Segundo a juíza do trabalho Valdete Souto Severo, a terceirização enfraquece a luta coletiva e a organização dos trabalhadores. “A negociação coletiva é um direito previsto na Constituição Federal”, lembra a juíza. A reforma trabalhista, aproveitando-se de súmulas da Justiça do Trabalho, busca regularizar a jornada de 12 x 36, por exemplo. Essa carga horária fere a Constituição, que em seu artigo 7º, XIII, determina a jornada em oito horas diárias e 44h semanais. A demissão imotivada é outra questão apontada pela juíza. “Sem a garantia da não demissão imotivada, não tem como o trabalhador reivindicar melhores condições de trabalho e de vida”, destaca.

Valdete também critica a abertura desordenada das terceirizações, prática que tem como objetivo repassar serviços públicos para a iniciativa privada. Para a juíza, a reforma diminui salários e busca acabar com as negociações coletivas, reduzindo o poder de atuação dos sindicatos. Uma consequência pensada propositalmente  pelos seus mentores é a perda de identidade do trabalhador enquanto classe. Valdete conclui afirmado a necessidade de se recuperar o conceito de organização sindical e do movimento coletivo. “Existe um esgotamento de um modelo sindical que precisa ser revisto”, finaliza.
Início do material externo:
//! Durable, capped history of completed check-ins.
//!
//! The store keeps the authoritative [`HistoryLog`] in memory and mirrors it
//! to a single key of an injected [`KeyValueBackend`]. Storage problems never
//! reach the caller: a missing or unreadable value loads as an empty log, and
//! a failed write leaves the in-memory log in charge for the rest of the
//! process.
//!
//! The store is not internally synchronized. Hosts that share it between
//! threads must serialize `append` against reads themselves.

use crate::core::{HistoryEntry, HistoryLog, DEFAULT_CAPACITY};
use crate::integrity::{IntegrityBuilder, IntegrityRules};

pub mod backend;
pub mod error;
pub mod format;

pub use backend::{FileBackend, KeyValueBackend, MemoryBackend};
pub use error::{BackendError, StoreError};

/// Key used when none is configured.
pub const DEFAULT_STORAGE_KEY: &str = "calmly_history";

/// Whether an append reached durable storage.
#[derive(Debug, Clone, Copy, PartialEq, Eq)]
pub enum WriteOutcome {
    Persisted,
    /// The backend write failed; the entry lives in memory only.
    MemoryOnly,
}

/// Append-only, capacity-bounded history log with a persistence backend.
///
/// # Example
///
/// ```rust
/// use calmly::core::{HistoryEntry, MoodId};
/// use calmly::store::{HistoryStore, MemoryBackend, WriteOutcome};
/// use chrono::Utc;
///
/// let mut store = HistoryStore::open(MemoryBackend::new(), "calmly_history", 60);
/// assert!(store.all().is_empty());
///
/// let entry = HistoryEntry::new(MoodId::Okay.option(), "", Utc::now());
/// assert_eq!(store.append(entry), WriteOutcome::Persisted);
/// assert_eq!(store.all().len(), 1);
/// ```
pub struct HistoryStore<B: KeyValueBackend> {
    backend: B,
    key: String,
    log: HistoryLog,
    rules: IntegrityRules,
}

impl<B: KeyValueBackend> HistoryStore<B> {
    /// Open the store and load whatever the backend holds under `key`.
    pub fn open(backend: B, key: impl Into<String>, capacity: usize) -> Self {
        let mut store = Self {
            backend,
            key: key.into(),
            log: HistoryLog::new(),
            rules: IntegrityBuilder::new().capacity(capacity).build(),
        };
        store.log = store.load();
        store
    }

    /// Open with the default key and capacity.
    pub fn with_defaults(backend: B) -> Self {
        Self::open(backend, DEFAULT_STORAGE_KEY, DEFAULT_CAPACITY)
    }

    /// Read the log from the backend.
    ///
    /// Never fails: an absent key, a backend error, or a payload that does
    /// not parse all yield an empty log. A parsed log is checked and
    /// repaired by the integrity rules.
    pub fn load(&self) -> HistoryLog {
        match self.read_raw() {
            Ok(Some(log)) => {
                let log = self.rules.enforce(log);
                tracing::debug!(key = %self.key, entries = log.len(), "History loaded");
                log
            }
            Ok(None) => {
                tracing::debug!(key = %self.key, "No stored history, starting empty");
                HistoryLog::new()
            }
            Err(e) => {
                tracing::warn!(
                    key = %self.key,
                    error = %e,
                    "Stored history unreadable, starting empty"
                );
                HistoryLog::new()
            }
        }
    }

    fn read_raw(&self) -> Result<Option<HistoryLog>, StoreError> {
        match self.backend.read(&self.key)? {
            Some(raw) => format::decode(&raw).map(Some),
            None => Ok(None),
        }
    }

    /// Insert `entry` at the head, drop anything past capacity, and persist.
    ///
    /// A failed write is logged and swallowed; the in-memory log is updated
    /// either way.
    pub fn append(&mut self, entry: HistoryEntry) -> WriteOutcome {
        self.log = self.log.record(entry, self.rules.capacity());

        match self.persist() {
            Ok(()) => WriteOutcome::Persisted,
            Err(e) => {
                tracing::warn!(
                    key = %self.key,
                    error = %e,
                    "History write failed, keeping entry in memory"
                );
                WriteOutcome::MemoryOnly
            }
        }
    }

    fn persist(&mut self) -> Result<(), StoreError> {
        let raw = format::encode(&self.log)?;
        self.backend.write(&self.key, &raw)?;
        Ok(())
    }

    /// Newest-first view of the log.
    pub fn all(&self) -> &HistoryLog {
        &self.log
    }

    pub fn capacity(&self) -> usize {
        self.rules.capacity()
    }

    pub fn key(&self) -> &str {
        &self.key
    }

    pub fn backend(&self) -> &B {
        &self.backend
    }

    pub fn backend_mut(&mut self) -> &mut B {
        &mut self.backend
    }
}

#[cfg(test)]
mod tests {
    use super::*;
    use crate::core::MoodId;
    use chrono::{Duration, TimeZone, Utc};

    fn entry(n: i64) -> HistoryEntry {
        let ts = Utc.with_ymd_and_hms(2024, 1, 1, 0, 0, 0).unwrap() + Duration::minutes(n);
        HistoryEntry::new(MoodId::Okay.option(), &format!("note {}", n), ts)
    }

    #[test]
    fn missing_key_loads_empty() {
        let store = HistoryStore::with_defaults(MemoryBackend::new());
        assert!(store.all().is_empty());
    }

    #[test]
    fn corrupt_payload_loads_empty() {
        for raw in ["{not json", "42", r#"{"ts":"x"}"#, r#"[{"mood":"sad"}]"#] {
            let backend = MemoryBackend::new().with_value(DEFAULT_STORAGE_KEY, raw);
            let store = HistoryStore::with_defaults(backend);
            assert!(store.all().is_empty(), "loaded something from {:?}", raw);
        }
    }

    #[test]
    fn append_persists_newest_first() {
        let mut store = HistoryStore::with_defaults(MemoryBackend::new());
        store.append(entry(1));
        store.append(entry(2));

        let raw = store.backend().raw(DEFAULT_STORAGE_KEY).unwrap();
        let stored: serde_json::Value = serde_json::from_str(raw).unwrap();
        assert_eq!(stored[0]["note"], "note 2");
        assert_eq!(stored[1]["note"], "note 1");
        assert_eq!(stored[0]["mood"], "okay");
    }

    #[test]
    fn append_caps_at_capacity() {
        let mut store = HistoryStore::open(MemoryBackend::new(), "k", 60);
        for n in 0..75 {
            store.append(entry(n));
        }

        assert_eq!(store.all().len(), 60);
        let newest = store.all().newest().unwrap();
        assert_eq!(newest.note.as_deref(), Some("note 74"));
        assert_eq!(store.all().entries()[59].note.as_deref(), Some("note 15"));
    }

    #[test]
    fn reopening_restores_the_log() {
        let mut store = HistoryStore::with_defaults(MemoryBackend::new());
        store.append(entry(1));
        store.append(entry(2));

        let reopened = HistoryStore::with_defaults(store.backend().clone());
        assert_eq!(reopened.all(), store.all());
    }

    #[test]
    fn failed_write_keeps_memory_authoritative() {
        let mut store = HistoryStore::with_defaults(MemoryBackend::new().failing_writes());

        assert_eq!(store.append(entry(1)), WriteOutcome::MemoryOnly);
        assert_eq!(store.all().len(), 1);
        assert!(store.backend().raw(DEFAULT_STORAGE_KEY).is_none());

        store.backend_mut().set_fail_writes(false);
        assert_eq!(store.append(entry(2)), WriteOutcome::Persisted);
        let reopened = HistoryStore::with_defaults(store.backend().clone());
        assert_eq!(reopened.all().len(), 2);
    }

    #[test]
    fn oversized_stored_log_is_truncated_on_load() {
        let mut big = HistoryLog::new();
        for n in 0..70 {
            big = big.record(entry(n), 100);
        }
        let raw = format::encode(&big).unwrap();
        let store = HistoryStore::with_defaults(
            MemoryBackend::new().with_value(DEFAULT_STORAGE_KEY, &raw),
        );

        assert_eq!(store.all().len(), 60);
        let newest = store.all().newest().unwrap();
        assert_eq!(newest.note.as_deref(), Some("note 69"));
    }

    #[test]
    fn file_backed_store_survives_restart() {
        let dir = tempfile::tempdir().unwrap();
        {
            let mut store = HistoryStore::with_defaults(FileBackend::open(dir.path()).unwrap());
            store.append(entry(7));
        }
        let store = HistoryStore::with_defaults(FileBackend::open(dir.path()).unwrap());
        assert_eq!(store.all().len(), 1);
        assert_eq!(store.all().entries()[0].note.as_deref(), Some("note 7"));
    }
}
Com a reforma trabalhista, é criado subcategorias dentro da organização sindical. Esse pensamento abriu a fala do advogado Jeverton Lima. Mesmo com a prevalência do negociado sobre o legislado, os sindicatos mais fortes estão conseguindo manter minimamente os seus textos, porém outros serão regidos por figuras regimentais diferentes. Por exemplo, o banco de horas é apontado pelo advogado como o retorno à semiescravidão. “O trabalhador irá trabalhar nos dias e horários que interessar ao patrão, e folgará em dias e horários que não lhe interessa. Momentos para a família serão raros.”

“A reforma traz uma desconstrução da figura individual, quando deveríamos estar fortalecendo as relações interpessoais dentro dos locais de trabalho”, afirma. É o que acontece com os professores contratados da rede estadual e será amplificado com a reforma em todos os setores. São profissionais com contratos precários e sem garantias quando são afastados de suas funções. Para o advogado, não existe espaço vazio no movimento sindical e na política. Quando a esquerda abre lacunas, a direita as ocupa para fazer maldades. “O terrorismo da mídia, somado a desmobilização, avança, enquanto a nossa reação tem sido mínima”, conclui.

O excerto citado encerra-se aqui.